Editor’s note: David Andrew Weinberg is a senior fellow at the Foundation for Defense of Democracies. You can follow him @DavidAWeinberg. The views expressed are his own.

In a controversial interview aired this week, Dubai ruler Mohammed bin Rashid Al Maktoum called for sanctions on Iran to be dropped. His proposal for prematurely unwinding the sanctions regime represents the most tangible success thus far for Iran’s efforts to weaken the Saudi-led consensus in the Gulf against Tehran.

Perhaps unsurprisingly, though, those actors most amenable to Iranian overtures have been Gulf leaders with a political or financial stake in engaging the Islamic Republic.

Shortly after Iran reached a short-term nuclear accord in November, its foreign minister, Javad Zarif, embarked on a regional tour of the Gulf, initially setting out to visit Kuwait, Oman, and Qatar.  At the end of his tour, Zarif also tacked on an unexpected trip to the United Arab Emirates, where he met with the rulers of Dubai and Abu Dhabi.

Qatar and Oman each share energy resources with Iran, Kuwait has an influential Shiite minority, and Dubai has long served as an illicit hub of trade and investment for Iran.

Soon after Zarif left the Arab side of the Gulf, word broke that Iran had redeployed some of its warplanes off of Abu Musa, one of the three islands Iran occupies that the United Arab Emirates claims as its own.  A day later, Defense News reported that the two sides were actually quite close to an agreement whereby the UAE would regain control of the islands and Iran would maintain rights to the seabed.  Now follow-on reports suggest that Oman might even help facilitate a deal between Iran and the UAE by promising the Iranians a foothold on the Arabian Peninsula instead.

A deal to evacuate the islands is hard to envision actually being ratified domestically within Iran.  Yet the mere fact Zarif was allowed to pursue such an ambitious initiative suggests he has at least a yellow light from Iranian Supreme Leader Ali Khamenei.  The Supreme Leader may well see it as a way to divide and conquer his country’s main rivals in the Gulf.

Indeed, it seems likely it was Iran’s new position on the islands that gained Zarif last-minute permission to visit the UAE, not Iran’s nuclear negotiations with the P5+1.  And because the UAE’s claim to the islands is exercised through Ras al-Khaimah and Sharjah, these two emirates have now been given a stake in any efforts by Dubai to unravel the Iran sanctions regime.

Most other Gulf leaders have indicated they would only support the removal of sanctions if Iran stops its subversion attempts through Shiite communities in the Gulf and the Levant.  However, Sheikh Mohammed’s remarks suggest he is eager to see Dubai reclaim its position as an economic gateway to Iran without first insisting that it end its destructive behavior.

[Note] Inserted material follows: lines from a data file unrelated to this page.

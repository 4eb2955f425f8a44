//! Thing shadow sessions for one connection.
//!
//! [`ThingSessionRegistry`] tracks which things have a registered shadow
//! session, so registration is requested once per name and every session is
//! torn down exactly once when the connection closes.

use std::collections::BTreeMap;

use serde::{Deserialize, Serialize};
use serde_json::{Map, Value};
use tracing::{debug, warn};

use crate::{
    config::ClientMode,
    correlation::ClientToken,
    metrics,
    service::{Completion, Service},
};

/// Longest thing name the shadow service accepts.
pub const MAX_THING_NAME_LEN: usize = 128;

/// Options attached to a thing registration.
#[derive(Clone, Debug, PartialEq, Serialize, Deserialize)]
#[serde(rename_all = "camelCase")]
pub struct RegisterOptions {
    /// Keep the shadow response topics subscribed for the session lifetime.
    #[serde(default = "default_persistent_subscribe")]
    pub persistent_subscribe: bool,
    /// Drop shadow documents older than the last one seen.
    #[serde(default)]
    pub discard_stale: bool,
    /// Attach the last seen version to updates.
    #[serde(default)]
    pub enable_versioning: bool,
    /// Transport-specific options passed through untouched.
    #[serde(flatten)]
    pub extra: Map<String, Value>,
}

fn default_persistent_subscribe() -> bool { true }

impl Default for RegisterOptions {
    fn default() -> Self {
        Self {
            persistent_subscribe: true,
            discard_stale: false,
            enable_versioning: false,
            extra: Map::new(),
        }
    }
}

impl RegisterOptions {
    /// Set whether response topics stay subscribed.
    #[must_use]
    pub fn with_persistent_subscribe(mut self, persistent: bool) -> Self {
        self.persistent_subscribe = persistent;
        self
    }

    /// Set whether stale documents are discarded.
    #[must_use]
    pub fn with_discard_stale(mut self, discard: bool) -> Self {
        self.discard_stale = discard;
        self
    }

    /// Set whether updates carry a version.
    #[must_use]
    pub fn with_versioning(mut self, enabled: bool) -> Self {
        self.enable_versioning = enabled;
        self
    }

    /// Attach an extra transport option.
    #[must_use]
    pub fn with_extra(mut self, key: impl Into<String>, value: impl Into<Value>) -> Self {
        self.extra.insert(key.into(), value.into());
        self
    }
}

/// Behaviour of [`ThingSessionRegistry::add_thing`] for a name that is
/// already registered.
#[derive(Clone, Copy, Debug, Default, PartialEq, Eq, Serialize, Deserialize)]
#[serde(rename_all = "snake_case")]
pub enum DuplicateRegistration {
    /// Do nothing.
    Ignore,
    /// Report the thing as connected again without a network call.
    #[default]
    Renotify,
}

/// Outcome of [`ThingSessionRegistry::add_thing`].
#[derive(Clone, Copy, Debug, PartialEq, Eq)]
#[must_use]
pub enum Registration {
    /// A register request was issued.
    Registered,
    /// Already registered; the caller should re-notify observers.
    Renotify,
    /// Already registered; nothing to do.
    AlreadyRegistered,
    /// Things are not available in device mode.
    Unsupported,
    /// The name cannot be used as a thing name.
    Invalid,
}

/// Whether `name` is usable as a thing name.
///
/// Thing names are non-empty, at most [`MAX_THING_NAME_LEN`] bytes and may
/// contain only ASCII alphanumerics, `:`, `_` and `-`. This rules out the
/// topic separators and wildcards that would corrupt shadow topics.
///
/// # Examples
///
/// ```
/// use thingwire::session::is_valid_thing_name;
///
/// assert!(is_valid_thing_name("lamp-01"));
/// assert!(!is_valid_thing_name(""));
/// assert!(!is_valid_thing_name("a/b"));
/// ```
#[must_use]
pub fn is_valid_thing_name(name: &str) -> bool {
    !name.is_empty()
        && name.len() <= MAX_THING_NAME_LEN
        && name
            .bytes()
            .all(|b| b.is_ascii_alphanumeric() || matches!(b, b':' | b'_' | b'-'))
}

/// Owned map of registered things keyed by name.
#[derive(Debug)]
pub struct ThingSessionRegistry {
    mode: ClientMode,
    duplicates: DuplicateRegistration,
    things: BTreeMap<String, RegisterOptions>,
}

impl ThingSessionRegistry {
    /// Create an empty registry for a client in `mode`.
    #[must_use]
    pub fn new(mode: ClientMode, duplicates: DuplicateRegistration) -> Self {
        Self {
            mode,
            duplicates,
            things: BTreeMap::new(),
        }
    }

    /// Client mode the registry was built for.
    #[must_use]
    pub fn mode(&self) -> ClientMode { self.mode }

    /// Configured duplicate handling.
    #[must_use]
    pub fn duplicate_registration(&self) -> DuplicateRegistration { self.duplicates }

    /// Register `name` once.
    ///
    /// `done` is only consumed when a register request is issued; for every
    /// other outcome it is dropped unused.
    pub fn add_thing<S: Service + ?Sized>(
        &mut self,
        service: &mut S,
        name: &str,
        options: Option<RegisterOptions>,
        done: Completion<()>,
    ) -> Registration {
        if self.mode == ClientMode::Device {
            warn!(thing = name, "thing registration requires shadow mode");
            return Registration::Unsupported;
        }
        if !is_valid_thing_name(name) {
            warn!(thing = name, "refusing to register invalid thing name");
            return Registration::Invalid;
        }
        if self.things.contains_key(name) {
            debug!(thing = name, "thing already registered");
            return match self.duplicates {
                DuplicateRegistration::Ignore => Registration::AlreadyRegistered,
                DuplicateRegistration::Renotify => Registration::Renotify,
            };
        }
        let options = options.unwrap_or_default();
        service.register(name, &options, done);
        self.things.insert(name.to_owned(), options);
        metrics::set_things_registered(self.things.len());
        Registration::Registered
    }

    /// Tear down every registered thing.
    ///
    /// Issues one unregister per entry and empties the registry, so repeated
    /// calls do nothing. Returns the number of things unregistered.
    pub fn on_close<S: Service + ?Sized>(&mut self, service: &mut S) -> usize {
        let things = std::mem::take(&mut self.things);
        let count = things.len();
        for name in things.into_keys() {
            service.unregister(&name);
        }
        if count > 0 {
            debug!(count, "unregistered things on close");
            metrics::set_things_registered(0);
        }
        count
    }

    /// Request the shadow document of `name`.
    ///
    /// Unregistered things are still forwarded after a warning. Whether a
    /// name can be addressed at all is for the transport to decide.
    pub fn get<S: Service + ?Sized>(&mut self, service: &mut S, name: &str) -> Option<ClientToken> {
        if !self.things.contains_key(name) {
            warn!(thing = name, "shadow get for unregistered thing");
        }
        service.get(name)
    }

    /// Request a shadow update of `name` with `state`.
    ///
    /// Forwarded unconditionally; registration is not required.
    pub fn update<S: Service + ?Sized>(
        &mut self,
        service: &mut S,
        name: &str,
        state: &Value,
    ) -> Option<ClientToken> {
        service.update(name, state)
    }

    /// Remove `name` and issue the underlying unregister.
    ///
    /// Returns `false`, with no call, for an invalid name.
    pub fn unregister<S: Service + ?Sized>(&mut self, service: &mut S, name: &str) -> bool {
        if !is_valid_thing_name(name) {
            debug!(thing = name, "ignoring unregister of invalid thing name");
            return false;
        }
        self.remove(name);
        service.unregister(name);
        true
    }

    /// Remove `name` and request deletion of its shadow document.
    pub fn delete<S: Service + ?Sized>(
        &mut self,
        service: &mut S,
        name: &str,
    ) -> Option<ClientToken> {
        if !is_valid_thing_name(name) {
            debug!(thing = name, "ignoring delete of invalid thing name");
            return None;
        }
        self.remove(name);
        service.delete(name)
    }

    fn remove(&mut self, name: &str) {
        if self.things.remove(name).is_some() {
            metrics::set_things_registered(self.things.len());
        }
    }

    /// Whether `name` is registered.
    #[must_use]
    pub fn contains(&self, name: &str) -> bool { self.things.contains_key(name) }

    /// Options stored for `name`.
    #[must_use]
    pub fn options(&self, name: &str) -> Option<&RegisterOptions> { self.things.get(name) }

    /// Registered thing names in lexical order.
    pub fn things(&self) -> impl Iterator<Item = &str> { self.things.keys().map(String::as_str) }

    /// Number of registered things.
    #[must_use]
    pub fn len(&self) -> usize { self.things.len() }

    /// Whether no thing is registered.
    #[must_use]
    pub fn is_empty(&self) -> bool { self.things.is_empty() }
}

For years, American officials struggled to secure cooperation from Dubai on stopping illicit trade and finance with Iran.  In 2009, U.S. broadcaster Dan Rather described Sheikh Rashid’s little kingdom as not just “a 21st century monument to capitalism” but also “one of the easiest places on earth to launder money” according to his administration sources.  A former U.S. intelligence official recently told me “Dubai floats on Iranian cash.”

Ultimately, Dubai’s dealings with Iran were only reduced in a meaningful sense after the global financial crisis of 2008 brought the emirate’s real estate and credit markets crashing down. Dubai had to turn to Abu Dhabi, its oil-rich neighbor to the west, for a massive economic bailout, enabling Abu Dhabi to start rolling back this Iran-oriented shadow economy.  On his latest visit to the UAE, Secretary of State Kerry put the UAE’s price tag for supporting sanctions against Iran at about $19 billion.

But now that tenuous arrangement is coming undone: Dubai’s economy is recovering, and the tiny city-state has reclaimed its confidence, having recently won its bid to host an upcoming World Expo in 2020.  Evidently, Dubai is also becoming more assertive in its demands for trade with Tehran, even if that means turning a blind eye to Iranian efforts to achieve hegemony throughout the region.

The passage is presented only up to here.